La «zona rossa» delle periferie è stata individuata incrociando i dati con le informazioni sanitarie e anagrafiche georeferenziate. La conferenza, ha visto l’intervento di Sergio Harari (divisione Malattie dell’Apparato Respiratorio e divisione Medicina Interna dell’Ospedale San Giuseppe MultiMedica Irccs e Università di Milano). Harari parla di una «mappa dell’inquinamento» in grado di dimostrare per la prima volta che biossido di azoto e polveri sottili hanno tassi di decesso per 100mila abitanti che possono arrivare fino al 60% in più in alcune zone della periferia milanese rispetto al centro città». Gli oltre 1.600 decessi all’anno per tutte le cause attribuibili al Pm2.5 e gli oltre 1.300 decessi annui attribuibili al biossido di azoto a Milano non sono infatti distribuiti allo stesso modo sul territorio.

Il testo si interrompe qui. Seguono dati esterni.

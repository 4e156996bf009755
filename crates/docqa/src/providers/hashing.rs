//! Offline embedding provider based on feature hashing
//!
//! Maps each lowercase word to a signed bucket of a fixed-size vector and
//! L2-normalizes the result. No model, no network: texts sharing words land
//! close together, which is enough for keyword-heavy questions and for tests.

use async_trait::async_trait;

use crate::error::Result;

use super::embedding::EmbeddingProvider;

const FNV_OFFSET: u64 = 0xcbf2_9ce4_8422_2325;
const FNV_PRIME: u64 = 0x0000_0100_0000_01b3;

fn fnv1a(bytes: &[u8]) -> u64 {
    bytes
        .iter()
        .fold(FNV_OFFSET, |hash, &b| (hash ^ u64::from(b)).wrapping_mul(FNV_PRIME))
}

/// Deterministic bag-of-words embedder
pub struct HashingEmbedder {
    dimensions: usize,
}

impl HashingEmbedder {
    pub fn new(dimensions: usize) -> Self {
        Self {
            dimensions: dimensions.max(1),
        }
    }

    fn embed_sync(&self, text: &str) -> Vec<f32> {
        let mut vector = vec![0.0f32; self.dimensions];

        for token in text
            .split(|c: char| !c.is_alphanumeric())
            .filter(|t| !t.is_empty())
        {
            let hash = fnv1a(token.to_lowercase().as_bytes());
            let bucket = (hash % self.dimensions as u64) as usize;
            let sign = if hash >> 63 == 0 { 1.0 } else { -1.0 };
            vector[bucket] += sign;
        }

        let norm = vector.iter().map(|x| x * x).sum::<f32>().sqrt();
        if norm > 0.0 {
            vector.iter_mut().for_each(|x| *x /= norm);
        }
        vector
    }
}

#[async_trait]
impl EmbeddingProvider for HashingEmbedder {
    async fn embed(&self, text: &str) -> Result<Vec<f32>> {
        Ok(self.embed_sync(text))
    }

    async fn embed_batch(&self, texts: &[String]) -> Result<Vec<Vec<f32>>> {
        Ok(texts.iter().map(|text| self.embed_sync(text)).collect())
    }

    fn dimensions(&self) -> usize {
        self.dimensions
    }

    async fn health_check(&self) -> Result<bool> {
        Ok(true)
    }

    fn name(&self) -> &str {
        "hashing"
    }

    fn model(&self) -> &str {
        "feature-hashing"
    }
}
//! Session orchestration: process documents, then answer questions about them

mod assistant;
mod state;

pub use assistant::{Assistant, AssistantBuilder};
pub use state::{Session, SessionState};
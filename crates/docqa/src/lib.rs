//! docqa: ask questions about your documents
//!
//! Extracts text from PDF, Word and plain-text files, splits it into
//! overlapping chunks, embeds the chunks into an in-memory vector index and
//! answers free-text questions with an LLM, returning the supporting excerpts.
//!
//! ```no_run
//! # async fn run() -> docqa::Result<()> {
//! let assistant = docqa::Assistant::from_config(docqa::DocqaConfig::default())?;
//! assistant.process_folder("./reports").await?;
//! let answer = assistant.ask("What was the revenue in Q3?").await?;
//! println!("{}", answer.text);
//! # Ok(())
//! # }
//! ```

pub mod config;
pub mod error;
pub mod generation;
pub mod ingestion;
pub mod providers;
pub mod retrieval;
pub mod session;
pub mod types;

pub use config::DocqaConfig;
pub use error::{Error, Result};
pub use session::{Assistant, AssistantBuilder, SessionState};
pub use types::{
    document::{Chunk, DocumentFormat, SourceFile, Upload},
    response::{Answer, ProcessingReport, SourceExcerpt, SupportingChunk},
};
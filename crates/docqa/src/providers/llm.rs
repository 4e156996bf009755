//! LLM provider trait for generating answers

use async_trait::async_trait;
use crate::error::Result;

/// Trait for LLM-based answer generation
///
/// Implementations:
/// - `OllamaLlm`: Local Ollama server (mistral, llama2, etc.)
#[async_trait]
pub trait LlmProvider: Send + Sync {
    /// Generate an answer to `question` grounded in `context`
    async fn generate_answer(&self, question: &str, context: &str) -> Result<String>;

    /// Check if the provider is healthy and available
    async fn health_check(&self) -> Result<bool>;

    /// Get provider name for logging
    fn name(&self) -> &str;

    /// Get the model being used
    fn model(&self) -> &str;
}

«L’inquinamento ha effetti più grandi soprattutto nei quartieri periferici attraversati da strade molto trafficate, densamente abitati e dove c’è una maggior quantità di persone con oltre 65 anni, quindi più fragili di fronte agli effetti dello smog» ha spiegato Francesco Forastiere (Consiglio Nazionale delle Ricerche – Ift, Gruppo di ricerca ambientale dell’Imperial College di Londra). «Anche altri elementi relativi alle caratteristiche socio-economiche della popolazione possono contribuire a spiegare perché l’inquinamento colpisca più duramente in periferia rispetto al centro. Comunque, il tasso di decessi risulta decisamente maggiore in alcune zone rispetto ad altre, meno urbanizzate e più verdi».

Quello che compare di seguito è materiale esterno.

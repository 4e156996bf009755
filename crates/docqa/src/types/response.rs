//! Response types for processing requests and questions

use serde::{Deserialize, Serialize};

use super::document::Chunk;

/// Marker appended to truncated source previews
pub const ELLIPSIS: &str = "...";

/// A chunk that supported an answer, with its retrieval score
#[derive(Debug, Clone, Serialize, Deserialize)]
pub struct SupportingChunk {
    pub chunk: Chunk,
    /// Similarity score (higher is more similar)
    pub similarity: f32,
}

/// Answer to a question plus the chunks it was conditioned on, in retrieval order
#[derive(Debug, Clone, Serialize, Deserialize)]
pub struct Answer {
    pub text: String,
    pub sources: Vec<SupportingChunk>,
}

impl Answer {
    /// Source previews truncated to `max_chars` characters
    pub fn excerpts(&self, max_chars: usize) -> Vec<SourceExcerpt> {
        self.sources
            .iter()
            .enumerate()
            .map(|(i, source)| SourceExcerpt::from_chunk(i + 1, source, max_chars))
            .collect()
    }
}

/// Display form of a supporting chunk
#[derive(Debug, Clone, Serialize, Deserialize, PartialEq)]
pub struct SourceExcerpt {
    /// 1-based position in the answer's source list
    pub rank: usize,
    /// Preview text, ending in `...` when truncated
    pub preview: String,
    pub truncated: bool,
    pub similarity: f32,
}

impl SourceExcerpt {
    pub fn from_chunk(rank: usize, source: &SupportingChunk, max_chars: usize) -> Self {
        let (preview, truncated) = truncate_preview(&source.chunk.content, max_chars);
        Self {
            rank,
            preview,
            truncated,
            similarity: source.similarity,
        }
    }
}

/// Cut `text` to `max_chars` characters, appending `...` when anything was dropped
pub fn truncate_preview(text: &str, max_chars: usize) -> (String, bool) {
    match text.char_indices().nth(max_chars) {
        Some((byte_end, _)) => (format!("{}{}", &text[..byte_end], ELLIPSIS), true),
        None => (text.to_string(), false),
    }
}

/// Outcome of a document-processing request
#[derive(Debug, Clone, Serialize, Deserialize)]
pub struct ProcessingReport {
    /// Files handed to the extractor
    pub files_selected: usize,
    /// Files that yielded usable text
    pub files_extracted: usize,
    /// Chunks embedded into the new index
    pub chunks: usize,
    /// File names of the processed documents
    pub processed_files: Vec<String>,
}

#[cfg(test)]
mod tests {
    use super::*;

    fn supporting(content: &str) -> SupportingChunk {
        SupportingChunk {
            chunk: Chunk::new(0, content.to_string(), 0, content.chars().count()),
            similarity: 0.5,
        }
    }

    #[test]
    fn test_truncate_preview() {
        let (short, truncated) = truncate_preview("short text", 500);
        assert_eq!(short, "short text");
        assert!(!truncated);

        let long = "x".repeat(600);
        let (preview, truncated) = truncate_preview(&long, 500);
        assert!(truncated);
        assert_eq!(preview.chars().count(), 503);
        assert!(preview.ends_with("..."));
    }

    #[test]
    fn test_truncate_preview_multibyte() {
        let text = "é".repeat(10);
        let (preview, truncated) = truncate_preview(&text, 4);
        assert!(truncated);
        assert_eq!(preview, "éééé...");
    }

    #[test]
    fn test_excerpts_are_ranked_in_order() {
        let answer = Answer {
            text: "42".to_string(),
            sources: vec![supporting("first"), supporting(&"y".repeat(20))],
        };

        let excerpts = answer.excerpts(10);
        assert_eq!(excerpts.len(), 2);
        assert_eq!(excerpts[0].rank, 1);
        assert_eq!(excerpts[0].preview, "first");
        assert!(!excerpts[0].truncated);
        assert_eq!(excerpts[1].rank, 2);
        assert!(excerpts[1].truncated);
    }
}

L’esposizione al biossido di azoto è responsabile del 10% delle morti per cause naturali (130,3 su 100 mila abitanti), con dati più allarmanti a Quarto Oggiaro con 158 morti su 100mila abitanti e al quartiere Gallaratese con 170 su 100mila abitanti, a fronte di valori attorno a 100 nel centro. Per quanto riguarda invece il Pm2.5, responsabile del 13% delle morti per cause naturali (160 su 100mila abitanti) e del 18% dei decessi per tumore del polmone, le conseguenze più pesanti si hanno in zone periferiche come Mecenate, Lorenteggio e Bande Nere dove i tassi di decesso superano i 200 per 100mila abitanti.

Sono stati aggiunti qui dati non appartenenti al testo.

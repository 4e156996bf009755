//! Per-format text parsers for PDF, Word and plain text

use std::time::Duration;

use crate::error::{Error, Result};
use crate::types::DocumentFormat;

use super::encoding::decode_text;

/// Separator between pages and paragraphs
pub const BLOCK_SEPARATOR: &str = "\n\n";

/// Glyph names some PDF fonts leak into extracted text
const GLYPH_NAMES: &[(&str, char)] = &[
    // Hyphens and dashes
    ("uni2010", '\u{2010}'),
    ("uni2011", '\u{2011}'),
    ("uni2013", '\u{2013}'),
    ("uni2014", '\u{2014}'),
    // Quotation marks
    ("uni2018", '\u{2018}'),
    ("uni2019", '\u{2019}'),
    ("uni201C", '\u{201C}'),
    ("uni201D", '\u{201D}'),
    // Bullets and symbols
    ("uni2022", '\u{2022}'),
    ("uni2026", '\u{2026}'),
    ("uni00A0", '\u{00A0}'),
    // Ligatures
    ("f_i", '\u{FB01}'),
    ("f_l", '\u{FB02}'),
    ("f_f", '\u{FB00}'),
    ("f_f_i", '\u{FB03}'),
    ("f_f_l", '\u{FB04}'),
];

/// Typographic characters replaced with ASCII approximations
const ASCII_APPROXIMATIONS: &[(char, &str)] = &[
    ('\u{2010}', "-"),
    ('\u{2011}', "-"),
    ('\u{2013}', "-"),
    ('\u{2014}', "--"),
    ('\u{2018}', "'"),
    ('\u{2019}', "'"),
    ('\u{201C}', "\""),
    ('\u{201D}', "\""),
    ('\u{2022}', "* "),
    ('\u{2026}', "..."),
    ('\u{00A0}', " "),
    ('\u{FB01}', "fi"),
    ('\u{FB02}', "fl"),
    ('\u{FB00}', "ff"),
    ('\u{FB03}', "ffi"),
    ('\u{FB04}', "ffl"),
    ('\0', ""),
];

/// Clean up PDF text: resolve leaked glyph names, flatten typography, drop blank lines
pub fn cleanup_pdf_text(text: &str) -> String {
    let mut result = text.to_string();

    for (glyph_name, value) in GLYPH_NAMES {
        for pattern in [format!("({})", glyph_name), format!("<{}>", glyph_name)] {
            if result.contains(&pattern) {
                result = result.replace(&pattern, &value.to_string());
            }
        }
        if glyph_name.starts_with("uni") && result.contains(glyph_name) {
            result = result.replace(glyph_name, &value.to_string());
        }
    }

    for (from, to) in ASCII_APPROXIMATIONS {
        if result.contains(*from) {
            result = result.replace(*from, to);
        }
    }

    result
        .lines()
        .map(str::trim)
        .filter(|line| !line.is_empty())
        .collect::<Vec<_>>()
        .join("\n")
}

/// Format-specific parsing of raw file bytes into plain text.
///
/// Parsers assume non-empty input; callers handle zero-byte files.
pub struct FileParser;

impl FileParser {
    /// Parse file contents according to its format
    pub fn parse(
        format: DocumentFormat,
        filename: &str,
        data: &[u8],
        pdf_timeout: Duration,
    ) -> Result<String> {
        match format {
            DocumentFormat::Pdf => Self::parse_pdf(filename, data, pdf_timeout),
            DocumentFormat::Docx => Self::parse_docx(filename, data),
            DocumentFormat::Text => Self::parse_text(filename, data),
        }
    }

    /// Parse a PDF page by page, skipping pages without text
    fn parse_pdf(filename: &str, data: &[u8], timeout: Duration) -> Result<String> {
        let doc = match lopdf::Document::load_mem(data) {
            Ok(doc) => doc,
            Err(e) => {
                tracing::warn!("lopdf could not load {}: {}, trying pdf-extract", filename, e);
                return Self::extract_pdf_with_timeout(filename, data, timeout);
            }
        };

        let pages = doc.get_pages();
        if pages.is_empty() {
            tracing::warn!("PDF has no pages: {}", filename);
            return Ok(String::new());
        }

        let mut page_texts = Vec::new();
        for &page_number in pages.keys() {
            match doc.extract_text(&[page_number]) {
                Ok(text) => {
                    let text = cleanup_pdf_text(&text);
                    if text.is_empty() {
                        tracing::debug!("Page {} of {} has no text", page_number, filename);
                    } else {
                        page_texts.push(text);
                    }
                }
                Err(e) => {
                    tracing::debug!("Could not extract page {} of {}: {}", page_number, filename, e);
                }
            }
        }

        if page_texts.is_empty() {
            tracing::debug!(
                "Per-page extraction of {} yielded nothing across {} pages, trying pdf-extract",
                filename,
                pages.len()
            );
            // The document itself loaded fine, so a failed fallback means no text
            return Self::extract_pdf_with_timeout(filename, data, timeout).or_else(|e| {
                tracing::warn!("No text found in {}: {}", filename, e);
                Ok(String::new())
            });
        }

        tracing::debug!("Extracted {}/{} pages from {}", page_texts.len(), pages.len(), filename);
        Ok(page_texts.join(BLOCK_SEPARATOR))
    }

    /// Whole-document extraction through pdf-extract on a worker thread.
    ///
    /// pdf-extract can hang on fonts it does not understand; the thread is
    /// abandoned when the timeout elapses.
    fn extract_pdf_with_timeout(filename: &str, data: &[u8], timeout: Duration) -> Result<String> {
        use std::sync::mpsc;
        use std::thread;

        let data_vec = data.to_vec();
        let (tx, rx) = mpsc::channel();

        thread::spawn(move || {
            let result = pdf_extract::extract_text_from_mem(&data_vec);
            let _ = tx.send(result);
        });

        match rx.recv_timeout(timeout) {
            Ok(Ok(text)) => Ok(text
                .split("\u{c}")
                .map(cleanup_pdf_text)
                .filter(|page| !page.is_empty())
                .collect::<Vec<_>>()
                .join(BLOCK_SEPARATOR)),
            Ok(Err(e)) => Err(Error::file_parse(filename, format!("pdf-extract failed: {}", e))),
            Err(mpsc::RecvTimeoutError::Timeout) => Err(Error::file_parse(
                filename,
                format!("PDF extraction timed out after {}s", timeout.as_secs()),
            )),
            Err(mpsc::RecvTimeoutError::Disconnected) => {
                Err(Error::file_parse(filename, "PDF extraction thread crashed"))
            }
        }
    }

    /// Parse a DOCX document, keeping non-blank paragraphs
    fn parse_docx(filename: &str, data: &[u8]) -> Result<String> {
        let doc = docx_rs::read_docx(data).map_err(|e| Error::file_parse(filename, e.to_string()))?;

        let mut paragraphs = Vec::new();
        for child in doc.document.children {
            // Tables are not part of the paragraph text
            if let docx_rs::DocumentChild::Paragraph(p) = child {
                let mut text = String::new();
                for child in p.children {
                    if let docx_rs::ParagraphChild::Run(run) = child {
                        for child in run.children {
                            if let docx_rs::RunChild::Text(t) = child {
                                text.push_str(&t.text);
                            }
                        }
                    }
                }
                if !text.trim().is_empty() {
                    paragraphs.push(text);
                }
            }
        }

        Ok(paragraphs.join(BLOCK_SEPARATOR))
    }

    /// Parse plain text through the encoding fallback ladder
    fn parse_text(filename: &str, data: &[u8]) -> Result<String> {
        let decoded = decode_text(data).ok_or_else(|| Error::Encoding(filename.to_string()))?;

        if decoded.text.trim().is_empty() {
            tracing::warn!("Empty text content: {}", filename);
            return Ok(String::new());
        }

        tracing::debug!("Decoded {} as {}", filename, decoded.encoding.label());
        Ok(decoded.text)
    }
}

#[cfg(test)]
mod tests {
    use super::*;
    use lopdf::content::{Content, Operation};
    use lopdf::{dictionary, Document, Object, Stream};

    /// One page per entry; empty strings become pages without text operators
    fn build_pdf(pages: &[&str]) -> Vec<u8> {
        let mut doc = Document::with_version("1.5");
        let pages_id = doc.new_object_id();
        let font_id = doc.add_object(dictionary! {
            "Type" => "Font",
            "Subtype" => "Type1",
            "BaseFont" => "Courier",
        });
        let resources_id = doc.add_object(dictionary! {
            "Font" => dictionary! { "F1" => font_id },
        });

        let mut kids: Vec<Object> = Vec::new();
        for text in pages {
            let operations = if text.is_empty() {
                Vec::new()
            } else {
                vec![
                    Operation::new("BT", vec![]),
                    Operation::new("Tf", vec!["F1".into(), 24.into()]),
                    Operation::new("Td", vec![72.into(), 720.into()]),
                    Operation::new("Tj", vec![Object::string_literal(*text)]),
                    Operation::new("ET", vec![]),
                ]
            };
            let content = Content { operations };
            let content_id = doc.add_object(Stream::new(dictionary! {}, content.encode().unwrap()));
            let page_id = doc.add_object(dictionary! {
                "Type" => "Page",
                "Parent" => pages_id,
                "Contents" => content_id,
            });
            kids.push(page_id.into());
        }

        let count = kids.len() as i64;
        doc.objects.insert(
            pages_id,
            Object::Dictionary(dictionary! {
                "Type" => "Pages",
                "Kids" => kids,
                "Count" => count,
                "Resources" => resources_id,
                "MediaBox" => vec![0.into(), 0.into(), 612.into(), 792.into()],
            }),
        );
        let catalog_id = doc.add_object(dictionary! {
            "Type" => "Catalog",
            "Pages" => pages_id,
        });
        doc.trailer.set("Root", catalog_id);

        let mut buffer = Vec::new();
        doc.save_to(&mut buffer).unwrap();
        buffer
    }

    #[test]
    fn test_parse_pdf_joins_pages_and_skips_empty_ones() {
        let data = build_pdf(&["Page one", "", "Page two"]);
        let text = FileParser::parse(DocumentFormat::Pdf, "report.pdf", &data, Duration::from_secs(5))
            .unwrap();
        assert_eq!(text, "Page one\n\nPage two");
    }

    #[test]
    fn test_parse_pdf_without_pages_is_empty() {
        let data = build_pdf(&[]);
        let text = FileParser::parse(DocumentFormat::Pdf, "blank.pdf", &data, Duration::from_secs(5))
            .unwrap();
        assert_eq!(text, "");
    }

    #[test]
    fn test_cleanup_pdf_text() {
        let raw = "  The \u{FB01}rst line\u{2014}dash  \n\n\0\n (uni2019)quoted\u{2026} ";
        assert_eq!(cleanup_pdf_text(raw), "The first line--dash\n'quoted...");
    }

    #[test]
    fn test_parse_text_whitespace_only_is_empty() {
        let text = FileParser::parse(
            DocumentFormat::Text,
            "blank.txt",
            b" \n\t\n",
            Duration::from_secs(1),
        )
        .unwrap();
        assert!(text.is_empty());
    }

    #[test]
    fn test_parse_text_latin1() {
        let text = FileParser::parse(
            DocumentFormat::Text,
            "legacy.txt",
            b"Se\xf1or L\xf3pez",
            Duration::from_secs(1),
        )
        .unwrap();
        assert_eq!(text, "Señor López");
    }

    #[test]
    fn test_parse_garbage_pdf_fails() {
        let result = FileParser::parse(
            DocumentFormat::Pdf,
            "broken.pdf",
            b"this is not a pdf",
            Duration::from_secs(5),
        );
        assert!(matches!(result, Err(Error::FileParse { .. })));
    }

    #[test]
    fn test_parse_garbage_docx_fails() {
        let result = FileParser::parse(
            DocumentFormat::Docx,
            "broken.docx",
            b"PK not really a zip",
            Duration::from_secs(1),
        );
        assert!(matches!(result, Err(Error::FileParse { .. })));
    }
}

Sono altri argomenti utili a spiegare l’importanza della manifestazione «Vietato respirare», in programma oggi in piazza Cairoli dalle 15. «Dall’inizio dell’anno sono passati 60 giorni. Per 32 di questi, a Milano la qualità dell’aria ha sforato i limiti consentiti, con picchi anche di 3 volte i tetti stabiliti per i singoli inquinanti. La soglia massima di sforamento stabilita dall’Ue è di 35 giorni all’anno» ricordano gli attivisti di Sai che puoi? (tra i promotori della manifestazione).